PROVIDED DATA:
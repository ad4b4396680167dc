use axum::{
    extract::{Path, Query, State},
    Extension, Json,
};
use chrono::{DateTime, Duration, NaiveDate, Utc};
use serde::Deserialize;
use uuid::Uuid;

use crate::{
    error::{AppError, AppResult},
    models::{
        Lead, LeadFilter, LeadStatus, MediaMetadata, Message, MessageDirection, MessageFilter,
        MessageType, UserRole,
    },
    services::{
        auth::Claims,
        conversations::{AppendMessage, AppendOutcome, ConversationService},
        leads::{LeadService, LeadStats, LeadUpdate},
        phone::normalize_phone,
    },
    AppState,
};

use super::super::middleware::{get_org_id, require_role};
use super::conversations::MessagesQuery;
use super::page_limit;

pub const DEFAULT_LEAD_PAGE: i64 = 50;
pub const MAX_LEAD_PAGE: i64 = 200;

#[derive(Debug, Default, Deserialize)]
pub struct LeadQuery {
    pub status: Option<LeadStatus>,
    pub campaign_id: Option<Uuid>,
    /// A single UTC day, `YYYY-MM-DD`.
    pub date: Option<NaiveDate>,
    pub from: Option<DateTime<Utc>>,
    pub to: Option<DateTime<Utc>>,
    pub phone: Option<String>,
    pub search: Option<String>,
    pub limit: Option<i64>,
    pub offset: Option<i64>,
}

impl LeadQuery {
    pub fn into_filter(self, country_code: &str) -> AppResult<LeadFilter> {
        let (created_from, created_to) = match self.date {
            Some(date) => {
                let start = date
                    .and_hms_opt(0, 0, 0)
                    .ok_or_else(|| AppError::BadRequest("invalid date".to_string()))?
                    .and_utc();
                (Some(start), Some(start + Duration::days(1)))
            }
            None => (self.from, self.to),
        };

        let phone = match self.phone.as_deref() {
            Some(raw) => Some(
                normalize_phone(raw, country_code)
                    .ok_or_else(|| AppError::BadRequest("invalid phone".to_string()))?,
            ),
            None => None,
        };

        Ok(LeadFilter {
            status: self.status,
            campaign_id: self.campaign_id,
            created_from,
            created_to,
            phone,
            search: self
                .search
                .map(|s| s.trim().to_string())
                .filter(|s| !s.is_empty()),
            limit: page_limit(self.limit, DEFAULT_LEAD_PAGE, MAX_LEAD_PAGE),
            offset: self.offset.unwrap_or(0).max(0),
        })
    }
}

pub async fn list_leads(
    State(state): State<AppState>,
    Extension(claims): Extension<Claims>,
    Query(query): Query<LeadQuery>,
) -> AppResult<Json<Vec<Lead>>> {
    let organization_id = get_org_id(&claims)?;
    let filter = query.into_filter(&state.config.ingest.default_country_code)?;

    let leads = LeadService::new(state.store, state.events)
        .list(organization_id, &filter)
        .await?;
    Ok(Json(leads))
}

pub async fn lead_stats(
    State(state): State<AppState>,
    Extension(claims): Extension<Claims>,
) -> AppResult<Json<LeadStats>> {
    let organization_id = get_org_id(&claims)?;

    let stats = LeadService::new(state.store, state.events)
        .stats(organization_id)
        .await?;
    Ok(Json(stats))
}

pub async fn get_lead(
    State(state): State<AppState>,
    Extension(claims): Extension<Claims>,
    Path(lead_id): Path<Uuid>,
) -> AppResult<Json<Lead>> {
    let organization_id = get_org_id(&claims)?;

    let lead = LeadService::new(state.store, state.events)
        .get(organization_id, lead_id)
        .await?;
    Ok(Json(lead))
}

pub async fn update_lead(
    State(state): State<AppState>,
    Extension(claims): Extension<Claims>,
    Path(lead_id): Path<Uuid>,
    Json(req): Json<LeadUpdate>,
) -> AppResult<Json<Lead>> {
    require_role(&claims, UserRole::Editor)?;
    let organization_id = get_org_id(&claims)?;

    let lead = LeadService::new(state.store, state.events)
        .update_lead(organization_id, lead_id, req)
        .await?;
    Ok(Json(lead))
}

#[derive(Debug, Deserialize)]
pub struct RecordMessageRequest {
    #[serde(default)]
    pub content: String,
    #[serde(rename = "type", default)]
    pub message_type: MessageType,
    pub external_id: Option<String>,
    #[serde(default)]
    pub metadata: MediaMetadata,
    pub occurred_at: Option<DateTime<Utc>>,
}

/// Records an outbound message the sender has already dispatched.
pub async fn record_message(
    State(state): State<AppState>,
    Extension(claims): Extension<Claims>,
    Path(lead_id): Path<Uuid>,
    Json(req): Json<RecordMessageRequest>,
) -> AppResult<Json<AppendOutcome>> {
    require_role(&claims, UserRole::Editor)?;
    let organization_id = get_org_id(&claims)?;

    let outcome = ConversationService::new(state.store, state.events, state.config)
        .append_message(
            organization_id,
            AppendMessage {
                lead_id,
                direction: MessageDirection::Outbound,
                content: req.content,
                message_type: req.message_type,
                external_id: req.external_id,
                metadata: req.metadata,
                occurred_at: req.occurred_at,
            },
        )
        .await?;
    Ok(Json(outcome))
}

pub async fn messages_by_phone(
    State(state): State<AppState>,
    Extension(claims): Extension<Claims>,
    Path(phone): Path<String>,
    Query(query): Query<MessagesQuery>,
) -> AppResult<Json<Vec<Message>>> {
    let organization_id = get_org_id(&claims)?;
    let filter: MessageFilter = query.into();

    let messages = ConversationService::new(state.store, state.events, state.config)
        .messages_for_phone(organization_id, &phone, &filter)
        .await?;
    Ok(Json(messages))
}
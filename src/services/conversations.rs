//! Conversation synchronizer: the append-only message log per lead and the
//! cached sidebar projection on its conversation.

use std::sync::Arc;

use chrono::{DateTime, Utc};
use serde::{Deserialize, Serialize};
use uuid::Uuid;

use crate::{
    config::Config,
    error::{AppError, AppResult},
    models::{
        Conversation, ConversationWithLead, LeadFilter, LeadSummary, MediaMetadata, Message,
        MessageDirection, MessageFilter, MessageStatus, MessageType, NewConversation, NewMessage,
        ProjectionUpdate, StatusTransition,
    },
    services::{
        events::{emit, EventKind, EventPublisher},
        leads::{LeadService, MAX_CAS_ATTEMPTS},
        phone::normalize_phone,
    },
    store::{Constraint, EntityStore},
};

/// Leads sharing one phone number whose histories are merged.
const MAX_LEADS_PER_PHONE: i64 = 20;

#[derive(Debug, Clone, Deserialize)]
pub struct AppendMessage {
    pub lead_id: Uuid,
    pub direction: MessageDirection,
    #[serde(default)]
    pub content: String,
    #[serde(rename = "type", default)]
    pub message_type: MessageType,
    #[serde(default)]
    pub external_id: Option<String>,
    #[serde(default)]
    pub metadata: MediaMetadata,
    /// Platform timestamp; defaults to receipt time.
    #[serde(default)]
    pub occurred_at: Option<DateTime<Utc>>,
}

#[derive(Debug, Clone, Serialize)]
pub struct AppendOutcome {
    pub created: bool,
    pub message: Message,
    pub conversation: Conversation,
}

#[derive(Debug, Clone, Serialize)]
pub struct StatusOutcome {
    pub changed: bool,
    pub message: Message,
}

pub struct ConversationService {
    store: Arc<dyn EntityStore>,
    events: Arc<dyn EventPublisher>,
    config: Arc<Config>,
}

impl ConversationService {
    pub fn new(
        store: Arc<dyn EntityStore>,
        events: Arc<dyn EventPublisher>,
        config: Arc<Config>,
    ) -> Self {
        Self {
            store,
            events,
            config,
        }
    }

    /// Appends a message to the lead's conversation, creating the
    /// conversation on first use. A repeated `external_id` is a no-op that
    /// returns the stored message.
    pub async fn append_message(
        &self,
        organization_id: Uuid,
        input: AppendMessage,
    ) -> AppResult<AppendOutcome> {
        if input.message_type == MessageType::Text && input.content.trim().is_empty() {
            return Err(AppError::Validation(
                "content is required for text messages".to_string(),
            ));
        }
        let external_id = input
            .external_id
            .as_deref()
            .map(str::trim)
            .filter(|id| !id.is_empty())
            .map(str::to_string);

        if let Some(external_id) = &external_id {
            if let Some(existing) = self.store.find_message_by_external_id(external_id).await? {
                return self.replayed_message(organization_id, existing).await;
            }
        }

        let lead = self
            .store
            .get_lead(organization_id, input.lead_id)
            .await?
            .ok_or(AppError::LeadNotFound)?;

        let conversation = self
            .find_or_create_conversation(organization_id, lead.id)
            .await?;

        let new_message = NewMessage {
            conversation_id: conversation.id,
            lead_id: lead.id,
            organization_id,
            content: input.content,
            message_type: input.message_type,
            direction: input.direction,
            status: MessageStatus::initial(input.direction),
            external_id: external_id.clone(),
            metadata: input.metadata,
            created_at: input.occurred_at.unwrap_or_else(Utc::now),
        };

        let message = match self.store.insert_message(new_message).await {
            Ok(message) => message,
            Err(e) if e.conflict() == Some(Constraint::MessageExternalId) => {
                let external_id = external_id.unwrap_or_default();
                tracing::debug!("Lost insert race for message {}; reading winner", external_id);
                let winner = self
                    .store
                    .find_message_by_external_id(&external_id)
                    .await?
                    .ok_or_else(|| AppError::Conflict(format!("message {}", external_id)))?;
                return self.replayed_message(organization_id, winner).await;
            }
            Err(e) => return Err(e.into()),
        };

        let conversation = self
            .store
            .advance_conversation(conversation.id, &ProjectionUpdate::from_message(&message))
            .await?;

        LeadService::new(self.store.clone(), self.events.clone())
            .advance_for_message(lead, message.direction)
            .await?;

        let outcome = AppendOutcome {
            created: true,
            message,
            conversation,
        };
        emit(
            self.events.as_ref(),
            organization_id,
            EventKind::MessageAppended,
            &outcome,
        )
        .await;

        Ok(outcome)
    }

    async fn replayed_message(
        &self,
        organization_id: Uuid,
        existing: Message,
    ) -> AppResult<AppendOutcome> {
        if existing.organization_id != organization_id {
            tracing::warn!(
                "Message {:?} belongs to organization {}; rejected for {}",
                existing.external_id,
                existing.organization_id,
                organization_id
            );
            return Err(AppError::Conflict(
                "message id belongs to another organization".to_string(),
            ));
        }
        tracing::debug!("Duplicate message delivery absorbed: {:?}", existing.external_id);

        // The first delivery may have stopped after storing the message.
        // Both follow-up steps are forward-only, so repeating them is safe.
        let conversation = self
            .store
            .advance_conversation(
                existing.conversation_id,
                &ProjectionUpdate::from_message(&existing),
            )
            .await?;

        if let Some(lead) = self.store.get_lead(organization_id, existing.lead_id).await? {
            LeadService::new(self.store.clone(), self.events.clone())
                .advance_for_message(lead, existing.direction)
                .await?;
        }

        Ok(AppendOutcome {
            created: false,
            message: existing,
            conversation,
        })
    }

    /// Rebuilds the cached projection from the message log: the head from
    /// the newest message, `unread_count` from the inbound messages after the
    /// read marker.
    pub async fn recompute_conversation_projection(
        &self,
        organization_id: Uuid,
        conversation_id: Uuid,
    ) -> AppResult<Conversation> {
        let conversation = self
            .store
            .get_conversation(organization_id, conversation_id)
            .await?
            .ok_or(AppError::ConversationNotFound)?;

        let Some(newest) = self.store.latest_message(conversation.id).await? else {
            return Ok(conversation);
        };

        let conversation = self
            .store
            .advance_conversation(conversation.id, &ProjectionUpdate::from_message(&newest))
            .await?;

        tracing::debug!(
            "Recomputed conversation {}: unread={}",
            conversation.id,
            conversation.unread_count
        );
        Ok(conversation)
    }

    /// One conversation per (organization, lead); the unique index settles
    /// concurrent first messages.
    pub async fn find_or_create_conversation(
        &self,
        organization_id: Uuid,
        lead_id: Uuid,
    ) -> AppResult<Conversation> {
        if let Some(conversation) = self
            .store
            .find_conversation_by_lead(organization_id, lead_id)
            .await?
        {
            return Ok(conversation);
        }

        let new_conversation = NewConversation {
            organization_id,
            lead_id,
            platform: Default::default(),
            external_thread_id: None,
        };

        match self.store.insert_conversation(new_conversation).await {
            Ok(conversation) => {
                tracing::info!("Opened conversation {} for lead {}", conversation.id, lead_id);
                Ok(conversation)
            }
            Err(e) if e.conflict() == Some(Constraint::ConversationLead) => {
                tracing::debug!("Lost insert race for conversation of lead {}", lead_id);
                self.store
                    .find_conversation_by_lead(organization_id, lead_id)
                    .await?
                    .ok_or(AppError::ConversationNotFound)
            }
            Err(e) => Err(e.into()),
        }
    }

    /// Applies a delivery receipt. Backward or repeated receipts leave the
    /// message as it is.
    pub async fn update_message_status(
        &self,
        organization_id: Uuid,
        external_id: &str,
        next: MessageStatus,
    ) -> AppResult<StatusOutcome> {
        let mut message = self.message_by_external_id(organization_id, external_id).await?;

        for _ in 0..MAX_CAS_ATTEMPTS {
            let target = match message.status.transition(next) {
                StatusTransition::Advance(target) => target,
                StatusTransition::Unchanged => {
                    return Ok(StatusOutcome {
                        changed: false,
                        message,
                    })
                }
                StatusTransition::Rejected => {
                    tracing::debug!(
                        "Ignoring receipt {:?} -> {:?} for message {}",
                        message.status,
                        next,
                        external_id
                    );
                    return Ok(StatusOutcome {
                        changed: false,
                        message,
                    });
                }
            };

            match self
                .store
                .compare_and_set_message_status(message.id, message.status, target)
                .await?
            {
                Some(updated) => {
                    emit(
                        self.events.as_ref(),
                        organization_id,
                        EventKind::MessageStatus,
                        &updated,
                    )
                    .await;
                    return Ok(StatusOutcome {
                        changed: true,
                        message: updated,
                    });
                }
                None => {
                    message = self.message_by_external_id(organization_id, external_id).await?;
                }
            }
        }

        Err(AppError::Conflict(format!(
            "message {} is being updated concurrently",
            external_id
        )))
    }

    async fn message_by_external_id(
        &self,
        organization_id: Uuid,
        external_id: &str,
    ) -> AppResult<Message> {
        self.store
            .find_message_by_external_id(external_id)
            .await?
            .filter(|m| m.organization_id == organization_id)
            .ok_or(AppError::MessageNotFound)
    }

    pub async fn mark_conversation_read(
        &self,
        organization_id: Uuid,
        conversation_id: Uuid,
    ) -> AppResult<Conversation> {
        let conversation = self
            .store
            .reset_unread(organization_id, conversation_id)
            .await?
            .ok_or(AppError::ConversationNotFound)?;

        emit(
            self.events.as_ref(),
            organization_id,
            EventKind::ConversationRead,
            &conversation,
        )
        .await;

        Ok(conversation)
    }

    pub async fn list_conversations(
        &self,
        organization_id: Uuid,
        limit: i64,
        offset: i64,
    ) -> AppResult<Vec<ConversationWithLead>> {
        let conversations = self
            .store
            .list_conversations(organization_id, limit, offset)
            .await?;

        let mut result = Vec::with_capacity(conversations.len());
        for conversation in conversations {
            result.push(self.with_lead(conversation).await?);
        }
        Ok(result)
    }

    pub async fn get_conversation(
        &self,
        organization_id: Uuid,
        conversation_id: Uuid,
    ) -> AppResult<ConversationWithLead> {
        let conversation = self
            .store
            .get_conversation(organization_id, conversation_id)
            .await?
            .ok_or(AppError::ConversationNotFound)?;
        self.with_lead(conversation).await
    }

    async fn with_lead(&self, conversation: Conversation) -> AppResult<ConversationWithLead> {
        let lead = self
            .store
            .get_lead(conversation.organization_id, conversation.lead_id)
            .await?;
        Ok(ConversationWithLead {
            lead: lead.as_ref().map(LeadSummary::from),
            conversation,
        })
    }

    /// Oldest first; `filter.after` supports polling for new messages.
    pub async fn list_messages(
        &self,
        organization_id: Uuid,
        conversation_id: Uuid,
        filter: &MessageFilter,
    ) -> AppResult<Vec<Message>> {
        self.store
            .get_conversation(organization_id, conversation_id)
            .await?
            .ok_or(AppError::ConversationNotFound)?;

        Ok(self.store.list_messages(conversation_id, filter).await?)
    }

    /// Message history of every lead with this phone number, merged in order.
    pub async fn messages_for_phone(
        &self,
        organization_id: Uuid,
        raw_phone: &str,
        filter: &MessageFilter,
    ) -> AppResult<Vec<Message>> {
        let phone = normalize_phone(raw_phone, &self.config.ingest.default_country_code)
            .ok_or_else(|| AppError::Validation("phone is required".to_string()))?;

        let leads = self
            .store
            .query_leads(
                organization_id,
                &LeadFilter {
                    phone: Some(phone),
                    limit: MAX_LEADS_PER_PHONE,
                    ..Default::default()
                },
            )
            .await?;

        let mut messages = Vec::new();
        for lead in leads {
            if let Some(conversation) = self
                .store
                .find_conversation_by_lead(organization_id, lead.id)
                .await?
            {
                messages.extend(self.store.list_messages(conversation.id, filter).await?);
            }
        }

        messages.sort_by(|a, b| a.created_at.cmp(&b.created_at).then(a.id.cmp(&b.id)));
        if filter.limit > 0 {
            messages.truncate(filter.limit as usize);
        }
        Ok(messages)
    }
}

AIM OF THE TASK:
In the lines above, find each one with "invalid" and list it.

RESPONSE FOR THIS EXERCISE:
                    .ok_or_else(|| AppError::BadRequest("invalid date".to_string()))?
                    .ok_or_else(|| AppError::BadRequest("invalid phone".to_string()))?,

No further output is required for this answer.